2013 Indian film by Jeffy

Nugam is a 2013 Indian Tamil-language drama film written and directed by Jeffy and produced by Synergy Creations. The film features Jeybala, Ineya, Vijayakumar and Preethi in the lead roles. The film opened to negative reviews upon release on 18 October 2013.

==Cast==
- Jeybala as Jai
- Vijayakumar as Kathir
- Ineya as Kathir's girlfriend
- Preethi as Yazhini
- Suresh as Suresh
- Reeshkadhir
- Ganja Karuppu
- Ravi
- Crane Manohar

==Production==

Jeffy, making his second film after the unreleased Eerppu, shot scenes for the film in France and Switzerland as well as across Mumbai, Bangalore and Chennai. Jai Bala, who played the lead role in Eerppu, was also signed on by the director again to essay a lead role.
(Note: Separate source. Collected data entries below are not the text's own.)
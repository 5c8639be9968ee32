//! TUI rendering with ratatui
//!
//! Board, clock and score panels for the game.

use super::app::{App, AppMode, MessageStyle};
use crate::core::{LETTER_RACK_SIZE, NUMBER_RACK_SIZE};
use crate::output::formatters::{format_clock, letter_tiles, number_tiles};
use crate::round::{ActiveRound, Phase, ROUND_SCHEDULE, TOTAL_ROUNDS};
use ratatui::{
    Frame,
    layout::{Alignment, Constraint, Direction, Layout, Rect},
    style::{Color, Modifier, Style},
    text::{Line, Span},
    widgets::{Block, BorderType, Borders, Gauge, List, ListItem, Paragraph, Wrap},
};
use std::time::Instant;

/// Main UI rendering function
pub fn ui(f: &mut Frame, app: &App, now: Instant) {
    let chunks = Layout::default()
        .direction(Direction::Vertical)
        .constraints([
            Constraint::Length(3), // Header
            Constraint::Min(10),   // Main content
            Constraint::Length(3), // Input area
            Constraint::Length(3), // Status bar
        ])
        .split(f.area());

    render_header(f, app, chunks[0]);

    let main_chunks = Layout::default()
        .direction(Direction::Horizontal)
        .constraints([
            Constraint::Percentage(60), // Board
            Constraint::Percentage(40), // Scores and messages
        ])
        .split(chunks[1]);

    if app.mode == AppMode::GameOver {
        render_game_over(f, app, main_chunks[0]);
    } else {
        render_board(f, app, now, main_chunks[0]);
    }
    render_info_panel(f, app, main_chunks[1]);

    render_input(f, app, chunks[2]);
    render_status(f, app, chunks[3]);
}

fn render_header(f: &mut Frame, app: &App, area: Rect) {
    let title = match (&app.round, app.mode) {
        (_, AppMode::GameOver) => "⏱  COUNTDOWN | Game Over".to_string(),
        (Some(round), AppMode::Playing) => format!(
            "⏱  COUNTDOWN | Round {}/{TOTAL_ROUNDS}: {}",
            app.game.round_number(),
            round.kind()
        ),
        (None, AppMode::Playing) => "⏱  COUNTDOWN".to_string(),
    };
    let header = Paragraph::new(title)
        .style(
            Style::default()
                .fg(Color::Cyan)
                .add_modifier(Modifier::BOLD),
        )
        .alignment(Alignment::Center)
        .block(
            Block::default()
                .borders(Borders::ALL)
                .border_type(BorderType::Rounded)
                .style(Style::default().fg(Color::Cyan)),
        );
    f.render_widget(header, area);
}

fn render_board(f: &mut Frame, app: &App, now: Instant, area: Rect) {
    let chunks = Layout::default()
        .direction(Direction::Vertical)
        .constraints([
            Constraint::Min(6),    // Tiles
            Constraint::Length(3), // Clock
        ])
        .split(area);

    let tile_style = Style::default()
        .fg(Color::Yellow)
        .add_modifier(Modifier::BOLD);

    let (title, content) = match &app.round {
        Some(ActiveRound::Letters(round)) => (
            " Letters ",
            vec![
                Line::from(""),
                Line::from(Span::styled(
                    letter_tiles(round.rack().letters(), LETTER_RACK_SIZE),
                    tile_style,
                )),
                Line::from(""),
                Line::from(format!(
                    "Vowels: {}  Consonants: {}",
                    round.rack().vowel_count(),
                    round.rack().consonant_count()
                )),
            ],
        ),
        Some(ActiveRound::Numbers(round)) => {
            let target = round.target().map_or_else(
                || "???".to_string(),
                |target| target.value.to_string(),
            );
            (
                " Numbers ",
                vec![
                    Line::from(""),
                    Line::from(vec![
                        Span::raw("Target: "),
                        Span::styled(
                            target,
                            Style::default()
                                .fg(Color::Green)
                                .add_modifier(Modifier::BOLD),
                        ),
                    ]),
                    Line::from(""),
                    Line::from(Span::styled(
                        number_tiles(round.rack().numbers(), NUMBER_RACK_SIZE),
                        tile_style,
                    )),
                ],
            )
        }
        Some(ActiveRound::Conundrum(round)) => {
            let letters: Vec<char> = if round.phase() == Phase::Ready {
                vec!['?'; round.puzzle().scrambled().chars().count()]
            } else {
                round.puzzle().scrambled().chars().collect()
            };
            let mut lines = vec![
                Line::from(""),
                Line::from(Span::styled(letter_tiles(&letters, letters.len()), tile_style)),
            ];
            if round.attempts() > 0 {
                lines.push(Line::from(""));
                lines.push(Line::from(format!("Attempts: {}", round.attempts())));
            }
            (" Conundrum ", lines)
        }
        None => (" Board ", vec![Line::from("No round in progress")]),
    };

    let board = Paragraph::new(content)
        .alignment(Alignment::Center)
        .wrap(Wrap { trim: false })
        .block(
            Block::default()
                .title(title)
                .borders(Borders::ALL)
                .border_type(BorderType::Rounded),
        );
    f.render_widget(board, chunks[0]);

    render_clock(f, app, now, chunks[1]);
}

fn render_clock(f: &mut Frame, app: &App, now: Instant, area: Rect) {
    let countdown = app.round.as_ref().and_then(ActiveRound::countdown);
    let (percent, label, color) = match countdown {
        Some(countdown) => {
            let secs = countdown.remaining_secs(now);
            let color = match secs {
                0..=5 => Color::Red,
                _ if countdown.is_warning(now) => Color::Yellow,
                _ => Color::Green,
            };
            let percent = (countdown.fraction_remaining(now) * 100.0).round() as u16;
            (percent.min(100), format_clock(secs), color)
        }
        None => {
            let label = match app.phase() {
                Some(Phase::Checking) => "Checking word...",
                Some(Phase::Result) => "Round over",
                _ => "Clock stopped",
            };
            (0, label.to_string(), Color::DarkGray)
        }
    };

    let gauge = Gauge::default()
        .block(
            Block::default()
                .title(" Clock ")
                .borders(Borders::ALL)
                .border_type(BorderType::Rounded),
        )
        .gauge_style(Style::default().fg(color))
        .percent(percent)
        .label(label);
    f.render_widget(gauge, area);
}

fn render_game_over(f: &mut Frame, app: &App, area: Rect) {
    let mut lines = vec![
        Line::from(""),
        Line::from(vec![
            Span::raw("Final score: "),
            Span::styled(
                app.game.total_score().to_string(),
                Style::default()
                    .fg(Color::Yellow)
                    .add_modifier(Modifier::BOLD),
            ),
        ]),
    ];
    if let Some(saved) = app.last_saved {
        lines.push(Line::from(format!("Rank #{}", saved.rank)));
    }
    lines.push(Line::from(""));
    lines.push(Line::from(Span::styled(
        "High scores",
        Style::default()
            .fg(Color::Cyan)
            .add_modifier(Modifier::BOLD),
    )));
    for (i, entry) in app.table.entries().iter().enumerate() {
        lines.push(Line::from(format!(
            "{:>2}. {:>4} pts  {}",
            i + 1,
            entry.score,
            entry.date
        )));
    }

    let paragraph = Paragraph::new(lines)
        .alignment(Alignment::Center)
        .block(
            Block::default()
                .title(" 🎉 Game Over 🎉 ")
                .borders(Borders::ALL)
                .border_type(BorderType::Rounded)
                .style(Style::default().fg(Color::Green)),
        );
    f.render_widget(paragraph, area);
}

fn render_info_panel(f: &mut Frame, app: &App, area: Rect) {
    let chunks = Layout::default()
        .direction(Direction::Vertical)
        .constraints([
            Constraint::Length(TOTAL_ROUNDS as u16 + 3), // Scores
            Constraint::Min(4),                          // Messages
        ])
        .split(area);

    render_scores(f, app, chunks[0]);
    render_messages(f, app, chunks[1]);
}

fn render_scores(f: &mut Frame, app: &App, area: Rect) {
    let scores = app.game.scores();
    let current = scores.len();
    let mut items: Vec<ListItem> = ROUND_SCHEDULE
        .iter()
        .enumerate()
        .map(|(i, kind)| {
            let (score, style) = match scores.get(i) {
                Some(score) => (score.to_string(), Style::default().fg(Color::White)),
                None if i == current && app.mode == AppMode::Playing => (
                    "…".to_string(),
                    Style::default()
                        .fg(Color::Yellow)
                        .add_modifier(Modifier::BOLD),
                ),
                None => ("-".to_string(), Style::default().fg(Color::DarkGray)),
            };
            ListItem::new(format!("{}. {kind:<10} {score:>3}", i + 1)).style(style)
        })
        .collect();
    items.push(ListItem::new(format!("   {:<10} {:>3}", "Total", app.game.total_score()))
        .style(Style::default().fg(Color::Green).add_modifier(Modifier::BOLD)));

    let list = List::new(items).block(
        Block::default()
            .title(" Scores ")
            .borders(Borders::ALL)
            .style(Style::default().fg(Color::Green)),
    );
    f.render_widget(list, area);
}

fn render_messages(f: &mut Frame, app: &App, area: Rect) {
    let messages: Vec<ListItem> = app
        .messages
        .iter()
        .rev()
        .map(|msg| {
            let style = match msg.style {
                MessageStyle::Info => Style::default().fg(Color::White),
                MessageStyle::Success => Style::default().fg(Color::Green),
                MessageStyle::Error => Style::default().fg(Color::Red),
            };
            ListItem::new(msg.text.clone()).style(style)
        })
        .collect();

    let messages_list =
        List::new(messages).block(Block::default().title(" Messages ").borders(Borders::ALL));

    f.render_widget(messages_list, area);
}

fn render_input(f: &mut Frame, app: &App, area: Rect) {
    let (title, color) = match (app.mode, &app.round) {
        (AppMode::GameOver, _) => (" Press 'n' for a new game or 'q' to quit ", Color::Green),
        (AppMode::Playing, Some(round)) => match (round.phase(), round) {
            (Phase::Playing, ActiveRound::Letters(_)) => (" Your word ", Color::Yellow),
            (Phase::Playing, ActiveRound::Numbers(_)) => (
                " Your expression (+ - * / and brackets) ",
                Color::Yellow,
            ),
            (Phase::Playing, ActiveRound::Conundrum(_)) => (" Your answer ", Color::Yellow),
            (Phase::Checking, _) => (" Checking... ", Color::Cyan),
            _ => (" Waiting ", Color::DarkGray),
        },
        (AppMode::Playing, None) => (" Waiting ", Color::DarkGray),
    };

    let input = Paragraph::new(app.input())
        .style(Style::default().fg(color).add_modifier(Modifier::BOLD))
        .block(
            Block::default()
                .title(title)
                .borders(Borders::ALL)
                .border_type(BorderType::Double)
                .style(Style::default().fg(color)),
        );

    f.render_widget(input, area);
}

fn render_status(f: &mut Frame, app: &App, area: Rect) {
    let help_text = match (app.mode, &app.round) {
        (AppMode::GameOver, _) => "n: New Game | q: Quit",
        (AppMode::Playing, Some(round)) => match (round.phase(), round) {
            (Phase::Picking, ActiveRound::Letters(_)) => "v: Vowel | c: Consonant | q: Quit",
            (Phase::Picking, _) => "l: Large | s: Small | q: Quit",
            (Phase::Ready, _) => "Enter: Reveal | q: Quit",
            (Phase::Playing, _) => "Enter: Submit | Backspace: Delete | Esc: Quit",
            (Phase::Checking, _) => "Checking the dictionary...",
            (Phase::Result, _) => "Enter: Next Round | q: Quit",
        },
        (AppMode::Playing, None) => "q: Quit",
    };

    let help = Paragraph::new(help_text)
        .alignment(Alignment::Center)
        .style(Style::default().fg(Color::DarkGray))
        .block(Block::default().borders(Borders::TOP));
    f.render_widget(help, area);
}

#[cfg(test)]
mod tests {
    use super::*;
    use crate::dictionary::{Dictionary, RemoteFallback};
    use crate::sound::Silent;
    use crate::storage::{HighScoreStore, Settings};
    use crate::wordlists::Lexicon;
    use crate::core::Language;
    use ratatui::{Terminal, backend::TestBackend};

    fn rendered_text(app: &App) -> String {
        let mut terminal = Terminal::new(TestBackend::new(100, 30)).unwrap();
        terminal.draw(|f| ui(f, app, Instant::now())).unwrap();
        terminal
            .backend()
            .buffer()
            .content()
            .iter()
            .map(|cell| cell.symbol())
            .collect()
    }

    #[test]
    fn renders_first_round() {
        let lexicon = Lexicon::embedded();
        let dir = tempfile::tempdir().unwrap();
        let app = App::new(
            &lexicon,
            Dictionary::new(&lexicon, RemoteFallback::Disabled),
            Settings::default(),
            HighScoreStore::new(dir.path().join("high_scores.json")),
            Box::new(Silent),
            Language::English,
        );

        let text = rendered_text(&app);
        assert!(text.contains("Round 1/7: Letters"));
        assert!(text.contains("v: Vowel"));
        assert!(text.contains("Clock stopped"));
    }
}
The audio of Nugam was released in Paris at the entrance to the Eiffel Tower by French actress Nadège Beausson-Diagne in April 2012. The team also later released a promotional song titled Share Love And Peace composed by Laurendo Joseph.

==Reception==
The film opened to negative reviews from critics. The Times of India gave 1 out of 5 stars and wrote "Nugam wants to be a nail-biting, high-concept thriller but the only nail-biting that you do while watching the film is out of sheer frustration...the ham-fisted filmmaking and the even more amateurish performances (Jey's weird dialogue delivery is a definite contender for the worst line-reading ever in a film) turn it into an unintentional comedy". Behindwoods.com gave the film 0.75 out of 5 stars, labelling it as "poorly executed" and adding it was "a tiresome movie viewing experience". The New Indian Express labelled that the film had a "good plot gone awry".